Noncoding-RNA mediated high expression of zinc finger protein 268 suppresses clear cell renal cell carcinoma progression by promoting apoptosis and regulating immune cell infiltration

Clear cell renal cell carcinoma (ccRCC) is one of the most common malignant kidney tumors with a poor prognosis. Accumulating evidence proves that zinc finger protein 268 (ZNF268) is associated with tumor progression, but the detailed regulatory functions of ZNF268 in ccRCC require further exploration. Thus, here we aim to characterize the role of ZNF268 in ccRCC. The clinical significance of ZNF268 was evaluated using The Cancer Genome Atlas (TCGA) and the Genotype-Tissue Expression (GTEx) databases.
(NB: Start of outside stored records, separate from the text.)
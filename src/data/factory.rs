use fake::faker::company::en::CompanyName;
use fake::faker::internet::en::Password;
use fake::faker::lorem::en::{Sentence, Word};
use fake::faker::name::en::Name;
use fake::Fake;
use rand::Rng;
use std::sync::atomic::{AtomicU32, Ordering};

use crate::api::types::{NewProduct, NewUser};

static SEQUENCE: AtomicU32 = AtomicU32::new(0);

/// Suffix that keeps names and e-mails unique across runs: `<unix-millis><2 random><2 seq>`
pub fn unique_suffix() -> String {
    let millis = chrono::Utc::now().timestamp_millis();
    let random: u8 = rand::thread_rng().gen_range(0..100);
    let seq = SEQUENCE.fetch_add(1, Ordering::Relaxed) % 100;
    format!("{}{:02}{:02}", millis, random, seq)
}

pub fn user(admin: bool) -> NewUser {
    let suffix = unique_suffix();
    let name: String = Name().fake();
    let secret: String = Password(8..12).fake();

    NewUser {
        nome: format!("{} {}", name, &suffix[suffix.len() - 6..]),
        email: format!("qa.{}@example.com", suffix),
        password: format!("{}1!", secret),
        administrador: admin.to_string(),
    }
}

pub fn product() -> NewProduct {
    let suffix = unique_suffix();
    let brand: String = CompanyName().fake();
    let item: String = Word().fake();
    let mut rng = rand::thread_rng();

    NewProduct {
        nome: format!("{} {} {}", brand, item, suffix),
        preco: rng.gen_range(100..1000),
        descricao: Sentence(3..8).fake(),
        quantidade: rng.gen_range(1..100),
    }
}
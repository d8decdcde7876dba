//! Scripted in-memory `IdentityApi` for credential tests

use anyhow::Result;
use async_trait::async_trait;
use std::collections::VecDeque;
use std::sync::atomic::{AtomicUsize, Ordering};
use std::sync::Mutex;

use super::identity::IdentityApi;
use crate::api::types::{CreateUserOutcome, CreatedResource, LoginOutcome, LoginRequest, NewUser};

/// Answers with queued outcomes first, then with success
#[derive(Default)]
pub struct ScriptedIdentityApi {
    create_script: Mutex<VecDeque<CreateUserOutcome>>,
    login_script: Mutex<VecDeque<LoginOutcome>>,
    created: Mutex<Vec<NewUser>>,
    logins: Mutex<Vec<String>>,
    create_calls: AtomicUsize,
    login_calls: AtomicUsize,
}

impl ScriptedIdentityApi {
    pub fn new() -> Self {
        Self::default()
    }

    pub fn push_duplicate(&self) {
        self.create_script
            .lock()
            .unwrap()
            .push_back(CreateUserOutcome::DuplicateEmail {
                message: "Este email já está sendo usado".to_string(),
            });
    }

    pub fn push_rejected(&self, status: u16, body: &str) {
        self.create_script
            .lock()
            .unwrap()
            .push_back(CreateUserOutcome::Rejected {
                status,
                body: body.to_string(),
            });
    }

    pub fn push_login_denied(&self) {
        self.login_script
            .lock()
            .unwrap()
            .push_back(LoginOutcome::Denied {
                status: 401,
                body: r#"{"message":"Email e/ou senha inválidos"}"#.to_string(),
            });
    }

    pub fn create_calls(&self) -> usize {
        self.create_calls.load(Ordering::SeqCst)
    }

    pub fn login_calls(&self) -> usize {
        self.login_calls.load(Ordering::SeqCst)
    }

    pub fn created_emails(&self) -> Vec<String> {
        self.created
            .lock()
            .unwrap()
            .iter()
            .map(|u| u.email.clone())
            .collect()
    }

    pub fn login_emails(&self) -> Vec<String> {
        self.logins.lock().unwrap().clone()
    }
}

#[async_trait]
impl IdentityApi for ScriptedIdentityApi {
    async fn create_user(&self, user: &NewUser) -> Result<CreateUserOutcome> {
        let n = self.create_calls.fetch_add(1, Ordering::SeqCst);
        self.created.lock().unwrap().push(user.clone());

        let scripted = self.create_script.lock().unwrap().pop_front();
        Ok(scripted.unwrap_or_else(|| {
            CreateUserOutcome::Created(CreatedResource {
                id: format!("id-{}", n),
                message: "Cadastro realizado com sucesso".to_string(),
            })
        }))
    }

    async fn login(&self, request: &LoginRequest) -> Result<LoginOutcome> {
        let n = self.login_calls.fetch_add(1, Ordering::SeqCst);
        self.logins.lock().unwrap().push(request.email.clone());

        let scripted = self.login_script.lock().unwrap().pop_front();
        Ok(scripted.unwrap_or_else(|| LoginOutcome::Authorized {
            authorization: format!("Bearer token-{}", n),
        }))
    }
}
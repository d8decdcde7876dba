pub mod api;
pub mod credentials;
pub mod data;
pub mod report;
pub mod runner;
pub mod suites;
pub mod utils;

// Re-export common items
pub use report::generate_reports;
pub use runner::{run_suites, RunOptions};
pub use utils::Config;
//! Assertions over API responses

use anyhow::{ensure, Result};
use serde_json::Value;
use std::time::Duration;

use crate::api::ApiResponse;

pub fn status(res: &ApiResponse, expected: u16) -> Result<()> {
    ensure!(
        res.status == expected,
        "{} {}: expected status {}, got {} with body {}",
        res.method,
        res.url,
        expected,
        res.status,
        res.body
    );
    Ok(())
}

pub fn status_in(res: &ApiResponse, expected: &[u16]) -> Result<()> {
    ensure!(
        expected.contains(&res.status),
        "{} {}: expected status in {:?}, got {} with body {}",
        res.method,
        res.url,
        expected,
        res.status,
        res.body
    );
    Ok(())
}

pub fn message(res: &ApiResponse, expected: &str) -> Result<()> {
    ensure!(
        res.message() == expected,
        "{} {}: expected message {:?}, got {:?}",
        res.method,
        res.url,
        expected,
        res.message()
    );
    Ok(())
}

pub fn message_contains(res: &ApiResponse, fragment: &str) -> Result<()> {
    ensure!(
        res.message().contains(fragment),
        "{} {}: expected message containing {:?}, got {:?}",
        res.method,
        res.url,
        fragment,
        res.message()
    );
    Ok(())
}

pub fn field_eq(res: &ApiResponse, field: &str, expected: &Value) -> Result<()> {
    let actual = res.field(field).unwrap_or(&Value::Null);
    ensure!(
        actual == expected,
        "{} {}: expected {} = {}, got {}",
        res.method,
        res.url,
        field,
        expected,
        actual
    );
    Ok(())
}

pub fn has_field(res: &ApiResponse, field: &str) -> Result<()> {
    ensure!(
        res.field(field).is_some(),
        "{} {}: missing field {} in {}",
        res.method,
        res.url,
        field,
        res.body
    );
    Ok(())
}

pub fn within(res: &ApiResponse, budget: Duration) -> Result<()> {
    ensure!(
        u128::from(res.duration_ms) <= budget.as_millis(),
        "{} {}: took {}ms, budget is {}ms",
        res.method,
        res.url,
        res.duration_ms,
        budget.as_millis()
    );
    Ok(())
}

#[cfg(test)]
mod tests {
    use super::*;
    use serde_json::json;

    fn response(status: u16, body: Value) -> ApiResponse {
        ApiResponse {
            method: "POST".to_string(),
            url: "http://localhost/produtos".to_string(),
            status,
            body,
            duration_ms: 120,
        }
    }

    #[test]
    fn test_status_assertions() {
        let res = response(403, json!({"message": "Rota exclusiva para administradores"}));
        assert!(status(&res, 403).is_ok());
        assert!(status_in(&res, &[401, 403]).is_ok());

        let err = status(&res, 201).unwrap_err().to_string();
        assert!(err.contains("expected status 201, got 403"));
    }

    #[test]
    fn test_body_assertions() {
        let res = response(201, json!({"_id": "abc", "message": "Cadastro realizado com sucesso"}));
        assert!(message(&res, "Cadastro realizado com sucesso").is_ok());
        assert!(message_contains(&res, "realizado").is_ok());
        assert!(field_eq(&res, "_id", &json!("abc")).is_ok());
        assert!(field_eq(&res, "nome", &json!("x")).is_err());
        assert!(has_field(&res, "_id").is_ok());
        assert!(within(&res, Duration::from_millis(100)).is_err());
        assert!(within(&res, Duration::from_millis(120)).is_ok());
    }
}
Subsequently, tumor-infiltrating immune cells, as well as upstream noncoding RNAs (ncRNAs) related to the tumor-suppressing function of ZNF268, were identified by in silico analyses. The expression of ZNF268 was significantly decreased in ccRCC samples compared with adjacent normal tissues. In addition, ZNF268 expression was negatively correlated with tumor progression and positively correlated with overall and disease-specific survival. TCGA and GTEx databases proved the potential tumor-suppressing function, which was measured both in vitro and in vivo after ZNF268 over-expression. Overexpression of ZNF268 effectively inhibited the proliferation, migration, invasion and promotied apoptosis of the Caki-1. The level of ZNF268 was positively related to the immune cell infiltration in the tumor. Moreover, we determined that the AC093157.1/miR-27a-3p axis can potentially regulate ZNF268 function in ccRCC. Our work describes a novel ncRNA-mediated ZNF268 function in ccRCC. ZNF268 acts as a tumor suppressor, and it is associated with apoptosis and immune cell infiltration in ccRCC.

Automated summary

This study reveals that decreased expression of ZNF268 is associated with tumor progression and poor prognosis in ccRCC. Overexpression of ZNF268 inhibits tumor cell proliferation, migration, and invasion, and promotes apoptosis. Moreover, ZNF268 expression is positively correlated with immune cell infiltration in the tumor. The study also suggests a potential regulatory axis of AC093157.1/miR-27a-3p in modulating ZNF268 function in ccRCC.